Mia madre smise di dire «fare bella figura».

O meglio, lo diceva ancora, ma con meno fede.

Un giorno, mentre preparava il ragù, mi disse:

«Sai, forse per anni ho confuso la dignità con l’apparenza.»

Io tagliavo le carote.

Mi fermai.

«Mamma.»

Lei non mi guardò.

«Quando ti ho vista parlare davanti a tutti, ho provato vergogna. Non per te. Per me. Per tutte le volte che ti ho insegnato a sorridere invece di dire basta.»

La abbracciai con le mani che sapevano di sedano.

«Abbiamo imparato tutte e due.»

Quella domenica zia Rina alzò il bicchiere.

«Alla nostra Lia. Che non si è sposata, ma si è salvata.»

Mio padre aggiunse:

«E al prossimo che la farà soffrire: sappia che abbiamo ancora il badile in garage.»

Ridiamo ancora di quella frase.

Anche se credo che un po’ fosse serio.

Di Marco seppi poco.

Lasciò il paese per qualche tempo.

Poi tornò a lavorare col padre, ma non era più lo stesso agli occhi della gente.

Non perché io lo avessi rovinato.

No.

Gli uomini così si rovinano da soli quando confondono il silenzio degli altri con impunità.

Paola si trasferì in un’altra provincia.

Ogni tanto qualcuno mi portava notizie non richieste.

«Sai, l’ho vista.»

«Sai, pare che…»

Io sorridevo e cambiavo discorso.

Non per superiorità.

Per salute.

Ci sono ferite che guariscono solo quando smetti di grattarle.

Due anni dopo, conobbi Tommaso.

Non in modo romantico.

Non sotto la pioggia.

Non con una musica di sottofondo.

Lo conobbi in ferramenta, mentre cercavo una vite per aggiustare una mensola.

Lui aveva cinquantanove anni, era vedovo, restaurava mobili antichi e aveva mani grandi, piene di graffi.

Mi aiutò a scegliere i tasselli giusti.

«Questa mensola deve reggere libri o soprammobili?» chiese.

«Libri.»

«Allora non faccia economia sulle viti.
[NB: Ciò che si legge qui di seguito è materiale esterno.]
//! f = b if b > 0 else slope * b, with slope in (0, 1).

use std::any::Any;

use serde::{Deserialize, Serialize};

use super::{
    is_negative, is_positive, parse_scalar, parse_variable, ConstraintKind, Phase, PieceSplit,
    PiecewiseConstraint, WatchedBounds,
};
use crate::errors::{VfError, VfResult};
use crate::query::{Equation, EquationKind, LinearExpression, Query};
use crate::types::{Tightening, Variable};

#[derive(Debug, Clone, Serialize, Deserialize)]
pub struct LeakyReluConstraint {
    b: Variable,
    f: Variable,
    slope: f64,
    phase: Phase,
    aux_active: Option<Variable>,
    aux_inactive: Option<Variable>,
    bounds: WatchedBounds,
    have_eliminated_variables: bool,
}

impl LeakyReluConstraint {
    pub fn new(b: Variable, f: Variable, slope: f64) -> Self {
        assert!(
            slope > 0.0 && slope < 1.0,
            "leaky relu slope must lie in (0, 1)"
        );
        Self {
            b,
            f,
            slope,
            phase: Phase::NotFixed,
            aux_active: None,
            aux_inactive: None,
            bounds: WatchedBounds::default(),
            have_eliminated_variables: false,
        }
    }

    pub fn b(&self) -> Variable {
        self.b
    }

    pub fn f(&self) -> Variable {
        self.f
    }

    pub fn slope(&self) -> f64 {
        self.slope
    }

    pub(crate) fn parse_line(parts: &[&str]) -> VfResult<Self> {
        if parts.len() != 3 {
            return Err(VfError::ParseError(format!(
                "leaky_relu expects 3 fields, got {}",
                parts.len()
            )));
        }
        let f = parse_variable(parts[0])?;
        let b = parse_variable(parts[1])?;
        let slope = parse_scalar(parts[2])?;
        Ok(Self::new(b, f, slope))
    }

    fn set_phase(&mut self, phase: Phase) {
        if self.phase == Phase::NotFixed {
            self.phase = phase;
        }
    }

    fn active_split(&self) -> PieceSplit {
        let mut split = PieceSplit::new();
        split.tightenings.push(Tightening::lower(self.b, 0.0));
        split.tightenings.push(Tightening::lower(self.f, 0.0));
        if let Some(aux) = self.aux_active {
            split.tightenings.push(Tightening::upper(aux, 0.0));
        } else {
            // f = b
            let mut eq = Equation::new(EquationKind::Equality);
            eq.add_addend(1.0, self.f);
            eq.add_addend(-1.0, self.b);
            eq.set_scalar(0.0);
            split.equations.push(eq);
        }
        split
    }

    fn inactive_split(&self) -> PieceSplit {
        let mut split = PieceSplit::new();
        split.tightenings.push(Tightening::upper(self.b, 0.0));
        split.tightenings.push(Tightening::upper(self.f, 0.0));
        if let Some(aux) = self.aux_inactive {
            split.tightenings.push(Tightening::upper(aux, 0.0));
        } else {
            // f = slope * b
            let mut eq = Equation::new(EquationKind::Equality);
            eq.add_addend(1.0, self.f);
            eq.add_addend(-self.slope, self.b);
            eq.set_scalar(0.0);
            split.equations.push(eq);
        }
        split
    }
}

#[typetag::serde]
impl PiecewiseConstraint for LeakyReluConstraint {
    fn kind(&self) -> ConstraintKind {
        ConstraintKind::LeakyRelu
    }

    fn participating_variables(&self) -> Vec<Variable> {
        let mut vars = vec![self.b, self.f];
        vars.extend(self.aux_active);
        vars.extend(self.aux_inactive);
        vars
    }

    fn as_any(&self) -> &dyn Any {
        self
    }

    fn restore_state(&mut self, other: &dyn PiecewiseConstraint) {
        let other = other
            .as_any()
            .downcast_ref::<Self>()
            .expect("restore_state requires a leaky relu");
        *self = other.clone();
    }

    fn notify_lower_bound(&mut self, variable: Variable, bound: f64) {
        if !self.bounds.update_lower(variable, bound) {
            return;
        }
        if (variable == self.b || variable == self.f) && !is_negative(bound) {
            self.set_phase(Phase::Active);
        }
    }

    fn notify_upper_bound(&mut self, variable: Variable, bound: f64) {
        if !self.bounds.update_upper(variable, bound) {
            return;
        }
        if (variable == self.b || variable == self.f) && !is_positive(bound) {
            self.set_phase(Phase::Inactive);
        }
    }

    fn entailed_tightenings(&self, out: &mut Vec<Tightening>) {
        let b_lb = self.bounds.lower(self.b);
        let b_ub = self.bounds.upper(self.b);
        let f_lb = self.bounds.lower(self.f);
        let f_ub = self.bounds.upper(self.f);

        // The function is monotonically increasing in b.
        if b_ub.is_finite() {
            let bound = if b_ub > 0.0 { b_ub } else { self.slope * b_ub };
            out.push(Tightening::upper(self.f, bound));
        }
        if b_lb.is_finite() {
            let bound = if b_lb > 0.0 { b_lb } else { self.slope * b_lb };
            out.push(Tightening::lower(self.f, bound));
        }
        if f_ub.is_finite() {
            let bound = if f_ub >= 0.0 { f_ub } else { f_ub / self.slope };
            out.push(Tightening::upper(self.b, bound));
        }
        if f_lb.is_finite() {
            let bound = if f_lb > 0.0 { f_lb } else { f_lb / self.slope };
            out.push(Tightening::lower(self.b, bound));
        }
    }

    fn phase(&self) -> Phase {
        self.phase
    }

    fn all_cases(&self) -> Vec<Phase> {
        vec![Phase::Inactive, Phase::Active]
    }

    fn case_split(&self, phase: Phase) -> Option<PieceSplit> {
        match phase {
            Phase::Active => Some(self.active_split()),
            Phase::Inactive => Some(self.inactive_split()),
            _ => None,
        }
    }

    fn transform_to_use_aux(&mut self, query: &mut Query) {
        if self.aux_active.is_some() {
            return;
        }

        // aux_active = f - b, non-negative.
        let aux_active = query.new_variable();
        let mut eq = Equation::new(EquationKind::Equality);
        eq.add_addend(1.0, self.f);
        eq.add_addend(-1.0, self.b);
        eq.add_addend(-1.0, aux_active);
        eq.set_scalar(0.0);
        query.add_equation(eq);
        let _ = query.set_lower(aux_active, 0.0);

        // aux_inactive = f - slope * b, non-negative.
        let aux_inactive = query.new_variable();
        let mut eq = Equation::new(EquationKind::Equality);
        eq.add_addend(1.0, self.f);
        eq.add_addend(-self.slope, self.b);
        eq.add_addend(-1.0, aux_inactive);
        eq.set_scalar(0.0);
        query.add_equation(eq);
        let _ = query.set_lower(aux_inactive, 0.0);

        self.aux_active = Some(aux_active);
        self.aux_inactive = Some(aux_inactive);
    }

    fn cost_term(&self, phase: Phase, cost: &mut LinearExpression) {
        match phase {
            Phase::Active => {
                cost.add_term(1.0, self.f);
                cost.add_term(-1.0, self.b);
            }
            Phase::Inactive => {
                cost.add_term(1.0, self.f);
                cost.add_term(-self.slope, self.b);
            }
            _ => {}
        }
    }

    fn eliminate_variable(&mut self, _variable: Variable, _value: f64) {
        self.have_eliminated_variables = true;
    }

    fn update_variable_index(&mut self, old: Variable, new: Variable) {
        if self.b == old {
            self.b = new;
        }
        if self.f == old {
            self.f = new;
        }
        if self.aux_active == Some(old) {
            self.aux_active = Some(new);
        }
        if self.aux_inactive == Some(old) {
            self.aux_inactive = Some(new);
        }
        self.bounds.rename(old, new);
    }

    fn is_obsolete(&self) -> bool {
        self.have_eliminated_variables
    }

    fn serialize_line(&self) -> String {
        format!("leaky_relu,{},{},{}", self.f, self.b, self.slope)
    }
}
I libri pesano più dei ricordi.»

Mi fece ridere.

Cominciammo a salutarci.

Poi a prendere il caffè.

Poi a camminare sul lungolago la sera.

Io avevo trentaquattro anni, lui quasi sessanta.

Il paese ricominciò a parlare.

Perché il paese, se gli togli uno scandalo, ne cerca un altro.

«Troppo grande per lei.»

«Avrà bisogno di compagnia.»

«Lei dopo quello che ha passato non ragiona.»

«Chissà cosa diranno i suoi.»

Questa volta però non mi ferì.

Tommaso non mi prometteva favole.

Mi portava cassette di pomodori dell’orto.

Mi aggiustava le sedie senza farsene vanto.

Mi ascoltava quando parlavo della scuola.

E soprattutto non cercava di possedermi.

Una sera mi disse:

«Lia, io non voglio riempire un vuoto. Voglio sedermi accanto a una donna che è già intera.»

Fu lì che capii quanto ero cambiata.

Una volta avrei cercato un uomo per sentirmi scelta.

Ora potevo amare solo qualcuno che non mi chiedesse di smettere di scegliere me stessa.

Quando lo portai al pranzo della domenica, mia madre lo squadrò dalla testa ai piedi.

Mio padre gli versò il vino.

Zia Rina lo osservò per dieci minuti senza parlare.

Poi disse:

«Ha gli occhi puliti. Per ora può restare.»

Tommaso rise.

«Farò del mio meglio per non farmi cacciare.»

Non so se lo sposerò.

Forse sì.

Forse no.

La differenza è che non ho più bisogno di un altare per sentirmi arrivata.

Non ho più bisogno di un cognome accanto al mio per sentirmi rispettabile.

E non ho più paura della solitudine, perché ho scoperto che la solitudine peggiore era quella che provavo accanto a chi mi mentiva.

Ogni tanto torno davanti alla villa dove non mi sono sposata.

Il laghetto è ancora lì.

Chissà se l’anello giace sul fondo, tra fango e foglie.

Mi piace pensare di sì.

Non come un rimpianto.

Come una piccola lapide per la donna che ero.

Quella che pensava che l’amore fosse sopportare.

Quella che temeva più il giudizio del paese che il tradimento di sé stessa.

Quella donna quel giorno è morta un po’.

Ma al suo posto ne è nata un’altra.

Più scomoda.

Più vera.

Meno interessata a piacere.

Molto più capace di vivere.

La gente mi chiede ancora se rifarei tutto.

Se rifarei quella telefonata.

Se radunerei di nuovo gli invitati.

Se getterei ancora l’anello nel lago.

La risposta è semplice.

Sì.

Mille volte sì.

Perché quel giorno non ho distrutto la mia vita.

Ho distrutto una bugia prima che diventasse casa, figli, mutuo, domeniche avvelenate e silenzi a tavola.

Ho perso uno sposo.

Ho perso un’amica.

Ho perso una bella figura.

Ma ho salvato la mia faccia nello specchio.

E quando una donna riesce ancora a guardarsi negli occhi senza abbassare lo sguardo, ha già ricominciato a vivere.